Segment Open

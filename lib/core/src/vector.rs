use serde::{Deserialize, Serialize};

/// Additive epsilon used when normalizing, so a near-zero vector
/// divides by a small positive norm instead of failing.
const NORM_EPSILON: f32 = 1e-12;

/// A dense vector of floating point numbers
#[derive(Debug, Clone, Serialize, Deserialize, PartialEq)]
pub struct Vector {
    data: Vec<f32>,
}

impl Vector {
    #[inline]
    #[must_use]
    pub fn new(data: Vec<f32>) -> Self {
        Self { data }
    }

    #[inline]
    #[must_use]
    pub fn from_slice(data: &[f32]) -> Self {
        Self {
            data: data.to_vec(),
        }
    }

    #[inline]
    #[must_use]
    pub fn dim(&self) -> usize {
        self.data.len()
    }

    #[inline]
    #[must_use]
    pub fn is_empty(&self) -> bool {
        self.data.is_empty()
    }

    #[inline]
    #[must_use]
    pub fn as_slice(&self) -> &[f32] {
        &self.data
    }

    /// Euclidean (L2) norm
    #[inline]
    pub fn norm(&self) -> f32 {
        self.data.iter().map(|x| x * x).sum::<f32>().sqrt()
    }

    /// Normalize the vector to unit length in place.
    /// Near-zero vectors are scaled by `1 / (norm + epsilon)` rather
    /// than left untouched, so downstream features stay finite.
    #[inline]
    pub fn normalize(&mut self) {
        let inv_norm = 1.0 / (self.norm() + NORM_EPSILON);
        for x in &mut self.data {
            *x *= inv_norm;
        }
    }

    /// Get normalized copy
    #[inline]
    #[must_use]
    pub fn normalized(&self) -> Self {
        let mut v = self.clone();
        v.normalize();
        v
    }

    /// Element-wise absolute difference, `|a[i] - b[i]|`.
    /// Symmetric in its arguments; used as the pairwise feature vector.
    #[inline]
    #[must_use]
    pub fn abs_diff(&self, other: &Vector) -> Vector {
        debug_assert_eq!(self.dim(), other.dim());
        Vector::new(
            self.data
                .iter()
                .zip(other.data.iter())
                .map(|(a, b)| (a - b).abs())
                .collect(),
        )
    }
}
//! # BlendX
//!
//! Constraint-guided greedy beverage formulation over learned
//! ingredient-compatibility scores.
//!
//! BlendX builds a candidate beverage recipe by greedily selecting
//! ingredients that maximize a learned pairwise-compatibility score,
//! rejecting any candidate whose trial recipe violates a declarative
//! regulatory rule set.
//!
//! ## Quick Start
//!
//! ```rust,no_run
//! use blendx::prelude::*;
//!
//! let catalog = IngredientCatalog::from_csv_path("input/nodes.csv").unwrap();
//! let emb_path = EmbeddingStore::find_latest("output").unwrap();
//! let store = EmbeddingStore::load_json(emb_path).unwrap();
//! let rules = RuleSet::load("config/constraints.json").unwrap();
//! let model = LogisticModel::load_json("models/compat.json").unwrap();
//!
//! let composition = Composer::new(&catalog, &store, &rules, model)
//!     .compose()
//!     .unwrap();
//! assert!(composition.violations.is_empty());
//! ```
//!
//! ## Crate Structure
//!
//! - [`blendx_core`] - Vectors, ingredient catalog, embedding store,
//!   name resolution, and the recipe record
//! - [`blendx_rules`] - Typed constraint rule set and the validator
//! - [`blendx_composer`] - Compatibility scoring and the greedy search

// Re-export core types
pub use blendx_core::{
    EmbeddingStore, Error, Ingredient, IngredientCatalog, NodeKind, Recipe, RecipeIngredient,
    Result, Targets, Vector,
};

// Re-export rules
pub use blendx_rules::{validate, RuleSet, RulesError, Violation};

// Re-export composer
pub use blendx_composer::{CompatModel, CompatScorer, Composer, Composition, LogisticModel};

/// Prelude module for convenient imports
pub mod prelude {
    pub use crate::{
        validate, CompatModel, CompatScorer, Composer, Composition, EmbeddingStore, Error,
        Ingredient, IngredientCatalog, LogisticModel, NodeKind, Recipe, RecipeIngredient, Result,
        RuleSet, RulesError, Targets, Vector, Violation,
    };
}
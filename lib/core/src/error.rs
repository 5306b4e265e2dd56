use thiserror::Error;

pub type Result<T> = std::result::Result<T, Error>;

#[derive(Error, Debug)]
pub enum Error {
    #[error("Embedding not found: {0}")]
    EmbeddingNotFound(String),

    #[error("Ingredient not found: {0}")]
    IngredientNotFound(String),

    #[error("Catalog error: {0}")]
    Catalog(String),

    #[error("IO error: {0}")]
    Io(#[from] std::io::Error),

    #[error("Serialization error: {0}")]
    Serialization(String),

    #[error("Invalid configuration: {0}")]
    InvalidConfig(String),
}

Segment Closed

→ **The problem**
Type the records out again. Match them exactly.

→ **Expected output**
filename lib/core/src/vector.rs
use serde::{Deserialize, Serialize};

/// Additive epsilon used when normalizing, so a near-zero vector
/// divides by a small positive norm instead of failing.
const NORM_EPSILON: f32 = 1e-12;

/// A dense vector of floating point numbers
#[derive(Debug, Clone, Serialize, Deserialize, PartialEq)]
pub struct Vector {
    data: Vec<f32>,
}

impl Vector {
    #[inline]
    #[must_use]
    pub fn new(data: Vec<f32>) -> Self {
        Self { data }
    }

    #[inline]
    #[must_use]
    pub fn from_slice(data: &[f32]) -> Self {
        Self {
            data: data.to_vec(),
        }
    }

    #[inline]
    #[must_use]
    pub fn dim(&self) -> usize {
        self.data.len()
    }

    #[inline]
    #[must_use]
    pub fn is_empty(&self) -> bool {
        self.data.is_empty()
    }

    #[inline]
    #[must_use]
    pub fn as_slice(&self) -> &[f32] {
        &self.data
    }

    /// Euclidean (L2) norm
    #[inline]
    pub fn norm(&self) -> f32 {
        self.data.iter().map(|x| x * x).sum::<f32>().sqrt()
    }

    /// Normalize the vector to unit length in place.
    /// Near-zero vectors are scaled by `1 / (norm + epsilon)` rather
    /// than left untouched, so downstream features stay finite.
    #[inline]
    pub fn normalize(&mut self) {
        let inv_norm = 1.0 / (self.norm() + NORM_EPSILON);
        for x in &mut self.data {
            *x *= inv_norm;
        }
    }

    /// Get normalized copy
    #[inline]
    #[must_use]
    pub fn normalized(&self) -> Self {
        let mut v = self.clone();
        v.normalize();
        v
    }

    /// Element-wise absolute difference, `|a[i] - b[i]|`.
    /// Symmetric in its arguments; used as the pairwise feature vector.
    #[inline]
    #[must_use]
    pub fn abs_diff(&self, other: &Vector) -> Vector {
        debug_assert_eq!(self.dim(), other.dim());
        Vector::new(
            self.data
                .iter()
                .zip(other.data.iter())
                .map(|(a, b)| (a - b).abs())
                .collect(),
        )
    }
}
//! # BlendX
//!
//! Constraint-guided greedy beverage formulation over learned
//! ingredient-compatibility scores.
//!
//! BlendX builds a candidate beverage recipe by greedily selecting
//! ingredients that maximize a learned pairwise-compatibility score,
//! rejecting any candidate whose trial recipe violates a declarative
//! regulatory rule set.
//!
//! ## Quick Start
//!
//! ```rust,no_run
//! use blendx::prelude::*;
//!
//! let catalog = IngredientCatalog::from_csv_path("input/nodes.csv").unwrap();
//! let emb_path = EmbeddingStore::find_latest("output").unwrap();
//! let store = EmbeddingStore::load_json(emb_path).unwrap();
//! let rules = RuleSet::load("config/constraints.json").unwrap();
//! let model = LogisticModel::load_json("models/compat.json").unwrap();
//!
//! let composition = Composer::new(&catalog, &store, &rules, model)
//!     .compose()
//!     .unwrap();
//! assert!(composition.violations.is_empty());
//! ```
//!
//! ## Crate Structure
//!
//! - [`blendx_core`] - Vectors, ingredient catalog, embedding store,
//!   name resolution, and the recipe record
//! - [`blendx_rules`] - Typed constraint rule set and the validator
//! - [`blendx_composer`] - Compatibility scoring and the greedy search

// Re-export core types
pub use blendx_core::{
    EmbeddingStore, Error, Ingredient, IngredientCatalog, NodeKind, Recipe, RecipeIngredient,
    Result, Targets, Vector,
};

// Re-export rules
pub use blendx_rules::{validate, RuleSet, RulesError, Violation};

// Re-export composer
pub use blendx_composer::{CompatModel, CompatScorer, Composer, Composition, LogisticModel};

/// Prelude module for convenient imports
pub mod prelude {
    pub use crate::{
        validate, CompatModel, CompatScorer, Composer, Composition, EmbeddingStore, Error,
        Ingredient, IngredientCatalog, LogisticModel, NodeKind, Recipe, RecipeIngredient, Result,
        RuleSet, RulesError, Targets, Vector, Violation,
    };
}
filename lib/core/src/error.rs
repository 5306b4e265e2dd56
use thiserror::Error;

pub type Result<T> = std::result::Result<T, Error>;

#[derive(Error, Debug)]
pub enum Error {
    #[error("Embedding not found: {0}")]
    EmbeddingNotFound(String),

    #[error("Ingredient not found: {0}")]
    IngredientNotFound(String),

    #[error("Catalog error: {0}")]
    Catalog(String),

    #[error("IO error: {0}")]
    Io(#[from] std::io::Error),

    #[error("Serialization error: {0}")]
    Serialization(String),

    #[error("Invalid configuration: {0}")]
    InvalidConfig(String),
}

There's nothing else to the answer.